Each video is only a few minutes long... hope they are usuful!

Sunday, August 2, 2009

WCS Planning mode and VoWLAN

What is a good VoWLAN design?
-67 dBm RSSI at the edge of the cell, aiming for less than 1% packet loss to get a MOS (with G711 codec) of 4.1 or better. Typically speed in the cell would be set to 24 Mbps or more (lower speed disabled) for 802.11a or 802.11g, and 11 Mbps or more for 802.11b/g. This last figure makes that some people would say "12 Mbps or more for 802.11g", to have 802.11g value close to the 802.11b/g value.
The main point is that if RSSI is good at the edge of the cell, and if SNR is good at that point (25 dB or more), then call quality would be good.

Now take the WCS, in planning mode, and ask it for Voice service... the network will be designed with the following predictive RSSI at the edge of the cell:
- Aggressive = Minimum [-78 dBm (802.11a/b/g)]
- Safe = Medium [-75 dBm (802.11a/b/g)]
- Very Safe = Maximum [(-72 dBm (802.11a/b/g)]
- 7920_enabled = [(-72 dBm (802.11a); -67 dBm (802.11b/g)]
All these values are way below all Cisco recommendations... you'll need to manually tune the Planning Mode result to get an acceptable predictive coverage...

Thursday, July 30, 2009

WCS: Acknowledge vs clear vs delete alarm

When you visualize alarms in WCS, by clicking the Alarm dashboard or through Monitor > Alarms, you have a couple of choices that look the same but are different. Options are (from the WCS help page):
- Assign to me—Assign the selected alarm(s) to the current user.
- Unassign—Unassign the selected alarm(s).
- Delete—Delete the selected alarm(s).
- Clear—Clear the selected alarm(s).
- Acknowledge—You can acknowledge the alarm to prevent it from showing up in the Alarm Summary window. The alarm remains in WCS and you can search for all Acknowledged alarms using the alarm search functionality.
- Unacknowledge—You can choose to unacknowledge an already acknowledged alarm.
- Email Notification—Takes you to the All Alarms > Email Notification page to view and configure email notifications.

Assign and Unassign are simple, they determine who is supposed to deal with the alarm. But what about the others? Crystal clear isn't it? "Clear" clears, "delete" deletes and so on... okay, so what are the differences? You need to know them, because on the day of your CCIE Wireless lab, you may be asked to complete a task for which only one of these options is the right answer.

- Clear basically says "remove this alarm from this list". The alarm is removed from the list, but stays in the WCS database. If the event triggering the alarm occurs again, WCS will be able to tell you "here it happens AGAIN". If you run a report, you will see the alarm having occurred in the past. You would clear an alarm if the cause of the event disappeared and you still want to remember that it happened.

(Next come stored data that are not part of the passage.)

//! Tests for the isolated field extraction heuristics

use crate::app::models::Category;
use crate::app::services::bulletin_parser::field_parsers::*;
use chrono::NaiveDate;

// =============================================================================
// Dates
// =============================================================================

#[test]
fn test_date_normalization() {
    assert_eq!(
        find_date("Mettet 20-08-25 357 Jongen"),
        NaiveDate::from_ymd_opt(2025, 8, 20)
    );
    assert_eq!(
        find_date("Soissons 05/01/24"),
        NaiveDate::from_ymd_opt(2024, 1, 5)
    );
    assert_eq!(find_date("no date here"), None);
}

#[test]
fn test_invalid_calendar_dates_rejected() {
    // Matches the token shape but is not a real date
    assert_eq!(find_date("race 32-13-25 Jongen"), None);
    assert!(has_date_token("race 32-13-25 Jongen"));
}

#[test]
fn test_date_token_needs_boundaries() {
    // Digits embedded in a longer number are not a date
    assert!(!has_date_token("ring 123-45-6789012"));
}

// =============================================================================
// Category
// =============================================================================

#[test]
fn test_category_detection_dutch() {
    assert_eq!(detect_category("357 Jongen"), Category::Young);
    assert_eq!(detect_category("412 oude duiven"), Category::Old);
    assert_eq!(detect_category("oude & jaar"), Category::OldAndYearling);
    assert_eq!(detect_category("88 jaarduiven"), Category::Yearling);
}

#[test]
fn test_category_detection_french() {
    assert_eq!(detect_category("210 jeunes"), Category::Young);
    assert_eq!(detect_category("150 vieux"), Category::Old);
}

#[test]
fn test_category_detection_is_case_insensitive() {
    assert_eq!(detect_category("357 JONGEN"), Category::Young);
}

#[test]
fn test_category_unknown() {
    assert_eq!(detect_category("Mettet 20-08-25"), Category::Unknown);
}

// =============================================================================
// Field size and participants
// =============================================================================

#[test]
fn test_field_size_adjacent_to_category() {
    assert_eq!(
        extract_field_size("Mettet 20-08-25 357 Jongen", 10, 5000),
        Some(357)
    );
    assert_eq!(extract_field_size("412 duiven los", 10, 5000), Some(412));
}

#[test]
fn test_field_size_bounds() {
    // Below the plausible minimum
    assert_eq!(extract_field_size("5 Jongen", 10, 5000), None);
    // Tokens longer than 4 digits are never field sizes
    assert_eq!(extract_field_size("12345 Jongen", 10, 5000), None);
}

#[test]
fn test_field_size_requires_adjacency() {
    // A number not followed by a category keyword is not a field size
    assert_eq!(
        extract_field_size("Mettet 357 birds entered today", 10, 5000),
        None
    );
}

#[test]
fn test_participants_marker() {
    assert_eq!(extract_participants("race Deelnemers:42 info"), Some(42));
    assert_eq!(extract_participants("Participants:19"), Some(19));
    assert_eq!(extract_participants("Deelnemers: 42"), None); // split marker
    assert_eq!(extract_participants("no marker"), None);
}

// =============================================================================
// Unloading time and organizing body
// =============================================================================

#[test]
fn test_unloading_time_markers() {
    assert_eq!(
        extract_unloading_time("Mettet LOSTIJD:08:30 357 Jongen"),
        Some("08:30".to_string())
    );
    assert_eq!(
        extract_unloading_time("Soissons LACHER:07:45 210 jeunes"),
        Some("07:45".to_string())
    );
    assert_eq!(extract_unloading_time("Mettet 357 Jongen"), None);
    // Malformed time after the marker degrades to none, not garbage
    assert_eq!(extract_unloading_time("LOSTIJD:8h30"), None);
}

#[test]
fn test_organizing_body_lookup() {
    let window = [
        "Mettet 20-08-25 357 Jongen",
        "Koninklijke Duivenbond Lummen",
        "NR Naam Ring",
    ];
    assert_eq!(
        find_organizing_body(window),
        Some("Koninklijke Duivenbond Lummen".to_string())
    );

    let no_org = ["Mettet 20-08-25 357 Jongen", "NR Naam Ring"];
    assert_eq!(find_organizing_body(no_org), None);
}

// =============================================================================
// Race name
// =============================================================================

#[test]
fn test_race_name_leading_tokens() {
    assert_eq!(
        extract_race_name("Mettet 20-08-25 357 Jongen"),
        Some("Mettet".to_string())
    );
    assert_eq!(
        extract_race_name("La Souterraine 21-08-25 88 oude"),
        Some("La Souterraine".to_string())
    );
    // Line opening with data tokens has no extractable name
    assert_eq!(extract_race_name("20-08-25 357 Jongen"), None);
}

// =============================================================================
// Ring numbers
// =============================================================================

#[test]
fn test_ring_number_single_token() {
    let tokens = ["Jan", "Peeters", "BE1234567", "92345"];
    assert_eq!(
        find_ring_number(&tokens),
        Some((2, 1, "BE1234567".to_string()))
    );
}

#[test]
fn test_ring_number_split_tokens() {
    let tokens = ["Jan", "Peeters", "BE", "1234567", "92345"];
    assert_eq!(
        find_ring_number(&tokens),
        Some((2, 2, "BE1234567".to_string()))
    );
}

#[test]
fn test_ring_number_serial_bounds() {
    // 5-digit serial is too short, 10-digit too long
    assert_eq!(find_ring_number(&["BE", "12345"]), None);
    assert_eq!(find_ring_number(&["BE1234567890"]), None);
    assert_eq!(find_ring_number(&["FR123456789"]), Some((0, 1, "FR123456789".to_string())));
}

#[test]
fn test_ring_number_prefix_shape() {
    // Lowercase or non-letter prefixes are not federation codes
    assert_eq!(find_ring_number(&["be1234567"]), None);
    assert_eq!(find_ring_number(&["B1", "1234567"]), None);
}

#[test]
fn test_normalize_ring_number() {
    assert_eq!(normalize_ring_number("be 1234567"), "BE1234567");
    assert_eq!(normalize_ring_number(" BE1234567 "), "BE1234567");
}

// =============================================================================
// Distance, elapsed time, speed
// =============================================================================

#[test]
fn test_distance_meter_range() {
    assert_eq!(extract_distance(&["92345", "14.3012"]), Some(92345));
    // First plausible token wins
    assert_eq!(extract_distance(&["92345", "104500"]), Some(92345));
}

#[test]
fn test_distance_kilometer_scaling() {
    // Only a km-scale token available: scaled by 1000
    assert_eq!(extract_distance(&["92", "14.3012"]), Some(92000));
}

#[test]
fn test_distance_absent() {
    assert_eq!(extract_distance(&["14.3012", "1452.3"]), None);
    // Out-of-range integers are not distances
    assert_eq!(extract_distance(&["1234567890"]), None);
}

#[test]
fn test_elapsed_time_reconstruction() {
    assert_eq!(
        extract_elapsed_time(&["92345", "14.3012", "1452.3"]),
        Some("14:30:12".to_string())
    );
    // Fifth decimal digit (fractional second) is dropped
    assert_eq!(
        extract_elapsed_time(&["14.30125"]),
        Some("14:30:12".to_string())
    );
    assert_eq!(extract_elapsed_time(&["1452.3"]), None);
}

#[test]
fn test_speed_last_decimal_token() {
    // Speed is the rightmost decimal-looking token
    assert_eq!(extract_speed(&["92345", "14.3012", "1452.3"]), Some(1452.3));
}

#[test]
fn test_speed_plausibility_floor() {
    // A lone elapsed-time-like decimal is below the speed floor
    assert_eq!(extract_speed(&["92345", "14.3012"]), None);
}

// =============================================================================
// Coefficient
// =============================================================================

#[test]
fn test_coefficient_formula() {
    let c = compute_coefficient(1, 357, 5000);
    assert!((c - 0.2801).abs() < 0.001);

    assert!((compute_coefficient(50, 1000, 5000) - 5.0).abs() < f64::EPSILON);
}

#[test]
fn test_coefficient_field_size_cap() {
    // Field sizes above the cap are clamped before dividing
    let capped = compute_coefficient(10, 12000, 5000);
    let at_cap = compute_coefficient(10, 5000, 5000);
    assert!((capped - at_cap).abs() < f64::EPSILON);
}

- Delete basically says "forget about this alarm". The alarm is removed from the list and from the WCS database. If the event triggering the alarm occurs again, WCS will discover it as if for the first time and tell you "oh, something new happens".

- Acknowledge basically says "Don't bother me with this anymore". The alarm is removed from the list, and WCS will not tell you if the event triggering the alarm occurs again.

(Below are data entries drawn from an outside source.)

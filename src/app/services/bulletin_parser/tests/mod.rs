//! Test utilities and fixtures for bulletin parser testing
//!
//! Shared sample bulletins and constructors used across the test modules.
//! The fixtures mirror real Data Technology exports: a letterhead banner,
//! a race header with date/count/category, a column-header row, and
//! whitespace-aligned result rows.

use crate::app::models::{Category, Race};
use chrono::NaiveDate;

// Test modules
mod classifier_tests;
mod field_parser_tests;

/// A single-race bulletin matching the shape of a real export
pub fn single_race_bulletin() -> &'static str {
    "Data Technology Deerlijk - De Witpen LUMMEN\n\
     --------------------------------------------\n\
     Mettet 20-08-25 357 Jongen LOSTIJD:08:30 Deelnemers:42\n\
     NR Naam Ring Afstand Tijd Snelheid\n\
     1 Jan Peeters BE 1234567 92345 14.3012 1452.3\n\
     2 Piet Janssen BE 7654321 92100 14.3155 1448.9\n\
     3 Marc Wouters NL 6543210 91800 14.3301 1441.2\n"
}

/// A bulletin with two races separated by a vendor banner
pub fn two_race_bulletin() -> String {
    format!(
        "{}\
         \n\
         Data Technology Deerlijk\n\
         Soissons 21-08-25 412 oude & jaar LOSTIJD:07:45\n\
         NR Naam Ring Afstand Tijd Snelheid\n\
         1 Els Mertens BE1111111 104500 15.0210 1380.5\n\
         2 Jos Claes BE 2222222 104200 15.0355 1375.0\n",
        single_race_bulletin()
    )
}

/// Construct a race for result-extraction tests
pub fn test_race(declared_field_size: u32) -> Race {
    Race::new(
        "Mettet".to_string(),
        NaiveDate::from_ymd_opt(2025, 8, 20).unwrap(),
        Category::Young,
        declared_field_size,
        0,
        "Racing Federation".to_string(),
        "08:00".to_string(),
    )
    .unwrap()
}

When do you use them? Few examples:

- Your colleague brings his home AP and plugs it to the network. ALARM! ROGUE! You go to your colleague's desk, explain why he has been a bad boy, and remove the AP. As you are a nice guy, you tell him that you won't report him... so you CLEAR the alarm. As you removed the AP, you don't need that alarm anymore... but you want to keep track that it happened. If the guy brings the AP again, you want to get an alarm and know that it is not the first time. This time, you'll get him fired... :-) Why don't you delete or acknowledge? Because if you acknowledged, the alarm would not show anymore, even if the guy brings it back to the network (acknowledge says "don't bother me with this alarm anymore"). If you deleted, the alarm would re-appear the next time the guy brings the AP, but you would not be able to see if it was the first time or not...

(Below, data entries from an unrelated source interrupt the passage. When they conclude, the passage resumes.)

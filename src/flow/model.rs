//! Flow Data Model
//!
//! Core data structures exchanged between state handlers, the engine and
//! the remote agent.
//!
//! - [`OutboundCall`]: one asynchronous request issued by a handler
//! - [`ResponseEnvelope`]: everything a reply carries back to the continuation
//! - [`Artifact`]: one item of the instance's result stream
//! - [`LogEntry`]: one line of the instance's durable log

use std::fmt;

use chrono::{DateTime, Utc};
use serde::de::DeserializeOwned;
use serde::{Deserialize, Serialize};
use serde_json::Value;
use uuid::Uuid;

/// Identifier of one flow instance.
#[derive(Serialize, Deserialize, Debug, Clone, Copy, PartialEq, Eq, Hash, PartialOrd, Ord)]
pub struct InstanceId(Uuid);

impl InstanceId {
    /// Generates a fresh random identifier.
    pub fn new() -> Self {
        Self(Uuid::new_v4())
    }

    /// Parses an identifier previously produced by `to_string`.
    pub fn parse(text: &str) -> Option<Self> {
        Uuid::parse_str(text).ok().map(Self)
    }
}

impl Default for InstanceId {
    fn default() -> Self {
        Self::new()
    }
}

impl fmt::Display for InstanceId {
    fn fmt(&self, f: &mut fmt::Formatter<'_>) -> fmt::Result {
        write!(f, "{}", self.0.simple())
    }
}

/// Where an outbound call is delivered.
#[derive(Serialize, Deserialize, Debug, Clone, PartialEq)]
#[serde(tag = "kind", rename_all = "snake_case")]
pub enum CallTarget {
    /// An action executed by the remote agent.
    Agent {
        action: String,
        /// Component that must be loaded on the agent before dispatch
        #[serde(default, skip_serializing_if = "Option::is_none")]
        component: Option<String>,
        /// Whether the agent may answer with more than one envelope
        #[serde(default)]
        multi_reply: bool,
    },
    /// A nested flow, started as a child instance.
    Flow { name: String },
    /// The issuing instance itself (pseudo self-transition).
    State,
}

impl fmt::Display for CallTarget {
    fn fmt(&self, f: &mut fmt::Formatter<'_>) -> fmt::Result {
        match self {
            Self::Agent { action, .. } => write!(f, "agent:{}", action),
            Self::Flow { name } => write!(f, "flow:{}", name),
            Self::State => write!(f, "self"),
        }
    }
}

/// One asynchronous request issued by a state handler.
///
/// `request_data` is owned by the issuing handler and comes back unchanged
/// in the reply's [`ResponseEnvelope::request_data`].
#[derive(Serialize, Deserialize, Debug, Clone, PartialEq)]
pub struct OutboundCall {
    pub target: CallTarget,
    pub params: Value,
    pub next_state: String,
    #[serde(default, skip_serializing_if = "Option::is_none")]
    pub request_data: Option<Value>,
}

impl OutboundCall {
    /// Creates a call to a remote agent action.
    pub fn agent(
        action: impl Into<String>,
        params: impl Serialize,
        next_state: impl Into<String>,
    ) -> Result<Self, serde_json::Error> {
        Ok(Self {
            target: CallTarget::Agent {
                action: action.into(),
                component: None,
                multi_reply: false,
            },
            params: serde_json::to_value(params)?,
            next_state: next_state.into(),
            request_data: None,
        })
    }

    /// Creates a call that starts a nested flow.
    pub fn flow(
        name: impl Into<String>,
        args: impl Serialize,
        next_state: impl Into<String>,
    ) -> Result<Self, serde_json::Error> {
        Ok(Self {
            target: CallTarget::Flow { name: name.into() },
            params: serde_json::to_value(args)?,
            next_state: next_state.into(),
            request_data: None,
        })
    }

    /// Creates a transition back into the issuing instance.
    pub fn state(next_state: impl Into<String>) -> Self {
        Self {
            target: CallTarget::State,
            params: Value::Null,
            next_state: next_state.into(),
            request_data: None,
        }
    }

    /// Declares the agent component this call depends on.
    pub fn requiring(mut self, component: impl Into<String>) -> Self {
        if let CallTarget::Agent { component: ref mut slot, .. } = self.target {
            *slot = Some(component.into());
        }
        self
    }

    /// Marks an agent call as answering with several envelopes.
    pub fn multi_reply(mut self) -> Self {
        if let CallTarget::Agent { ref mut multi_reply, .. } = self.target {
            *multi_reply = true;
        }
        self
    }

    /// Attaches correlation data echoed back with the reply.
    pub fn with_request_data(mut self, data: Value) -> Self {
        self.request_data = Some(data);
        self
    }
}

/// Data carried back to a continuation.
#[derive(Serialize, Deserialize, Debug, Clone, PartialEq, Default)]
pub struct ResponseEnvelope {
    pub success: bool,

    /// Status or error detail; normally only set on failure
    #[serde(default, skip_serializing_if = "Option::is_none")]
    pub status: Option<String>,

    /// Ordered payload items (zero, one or many)
    #[serde(default)]
    pub payloads: Vec<Value>,

    /// Log lines produced while serving the request
    #[serde(default)]
    pub logs: Vec<String>,

    /// Correlation data from the originating call
    #[serde(default, skip_serializing_if = "Option::is_none")]
    pub request_data: Option<Value>,
}

impl ResponseEnvelope {
    /// A successful envelope with the given payloads.
    pub fn ok(payloads: Vec<Value>) -> Self {
        Self {
            success: true,
            payloads,
            ..Self::default()
        }
    }

    /// A successful envelope with no payload, handed to start states and
    /// self-transitions.
    pub fn empty() -> Self {
        Self::ok(Vec::new())
    }

    /// A failed envelope carrying the given status.
    pub fn failure(status: impl Into<String>) -> Self {
        Self {
            success: false,
            status: Some(status.into()),
            ..Self::default()
        }
    }

    /// Adds log lines to the envelope.
    pub fn with_logs(mut self, logs: Vec<String>) -> Self {
        self.logs = logs;
        self
    }

    /// Returns the first payload item, if any.
    pub fn first(&self) -> Option<&Value> {
        self.payloads.first()
    }

    /// Decodes the first payload item.
    pub fn first_as<T: DeserializeOwned>(&self) -> Result<Option<T>, serde_json::Error> {
        self.payloads
            .first()
            .map(|value| serde_json::from_value(value.clone()))
            .transpose()
    }

    /// Status text suitable for error messages.
    pub fn status_text(&self) -> &str {
        self.status.as_deref().unwrap_or("unknown status")
    }

    /// Looks up a string field of the correlation data.
    pub fn request_str(&self, key: &str) -> Option<&str> {
        self.request_data
            .as_ref()
            .and_then(|data| data.get(key))
            .and_then(Value::as_str)
    }
}

/// One item emitted to the instance's result stream.
#[derive(Serialize, Deserialize, Debug, Clone, PartialEq)]
pub struct Artifact {
    pub name: String,
    pub payload: Value,
    pub created_at: DateTime<Utc>,
}

impl Artifact {
    /// Creates an artifact from any serializable payload.
    pub fn new(name: impl Into<String>, payload: impl Serialize) -> Result<Self, serde_json::Error> {
        Ok(Self {
            name: name.into(),
            payload: serde_json::to_value(payload)?,
            created_at: Utc::now(),
        })
    }

    /// Decodes the payload into a concrete type.
    pub fn payload_as<T: DeserializeOwned>(&self) -> Result<T, serde_json::Error> {
        serde_json::from_value(self.payload.clone())
    }
}

/// One line of an instance's durable log.
#[derive(Serialize, Deserialize, Debug, Clone, PartialEq)]
pub struct LogEntry {
    pub timestamp: DateTime<Utc>,
    pub message: String,
}

impl LogEntry {
    pub fn new(message: impl Into<String>) -> Self {
        Self {
            timestamp: Utc::now(),
            message: message.into(),
        }
    }
}

#[cfg(test)]
mod tests {
    use super::*;
    use serde_json::json;

    #[test]
    fn test_instance_id_display_parses_back() {
        let id = InstanceId::new();
        let parsed = InstanceId::parse(&id.to_string()).unwrap();
        assert_eq!(id, parsed);
        assert!(InstanceId::parse("not-an-id").is_none());
    }

    #[test]
    fn test_agent_call_builder() {
        let call = OutboundCall::agent("DumpFlashImage", json!({"chunk_size": 4096}), "CollectImage")
            .unwrap()
            .requiring("grr-chipsec-component")
            .with_request_data(json!({"attempt": 1}));

        assert_eq!(call.next_state, "CollectImage");
        assert_eq!(call.params["chunk_size"], 4096);
        assert_eq!(call.request_data, Some(json!({"attempt": 1})));
        match call.target {
            CallTarget::Agent { action, component, multi_reply } => {
                assert_eq!(action, "DumpFlashImage");
                assert_eq!(component.as_deref(), Some("grr-chipsec-component"));
                assert!(!multi_reply);
            }
            other => panic!("unexpected target {:?}", other),
        }
    }

    #[test]
    fn test_requiring_ignored_for_non_agent_targets() {
        let call = OutboundCall::state("End").requiring("x").multi_reply();
        assert_eq!(call.target, CallTarget::State);
    }

    #[test]
    fn test_envelope_failure_status_text() {
        let envelope = ResponseEnvelope::failure("device busy");
        assert!(!envelope.success);
        assert_eq!(envelope.status_text(), "device busy");
        assert!(envelope.first().is_none());

        assert_eq!(ResponseEnvelope::empty().status_text(), "unknown status");
    }

    #[test]
    fn test_envelope_typed_access() {
        #[derive(Deserialize)]
        struct Item {
            path: String,
        }

        let envelope = ResponseEnvelope::ok(vec![json!({"path": "/tmp/a"}), json!({"path": "/tmp/b"})]);
        let first: Item = envelope.first_as().unwrap().unwrap();
        assert_eq!(first.path, "/tmp/a");
    }

    #[test]
    fn test_request_str_lookup() {
        let mut envelope = ResponseEnvelope::empty();
        assert!(envelope.request_str("image_path").is_none());

        envelope.request_data = Some(json!({"image_path": "/tmp/flash.bin"}));
        assert_eq!(envelope.request_str("image_path"), Some("/tmp/flash.bin"));
    }

    #[test]
    fn test_call_target_display() {
        assert_eq!(CallTarget::State.to_string(), "self");
        assert_eq!(
            CallTarget::Flow { name: "GetFiles".to_string() }.to_string(),
            "flow:GetFiles"
        );
    }
}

- Your neighbour AP keeps showing up as a rogue. You get an alarm. You cannot remove this AP. So you ACKNOWLEDGE the alarm. This makes that the alarm will not show up anymore, regardless of your neighbour keeping the AP, changing its configuration or removing it. Basically, you know this AP, you cannot control it, so you just don't want to have warnings about something you cannot control and that is outside of your network anyway. Why don't you clear or delete it? Because then the alarm would show up again next time your neighbour plays with his AP...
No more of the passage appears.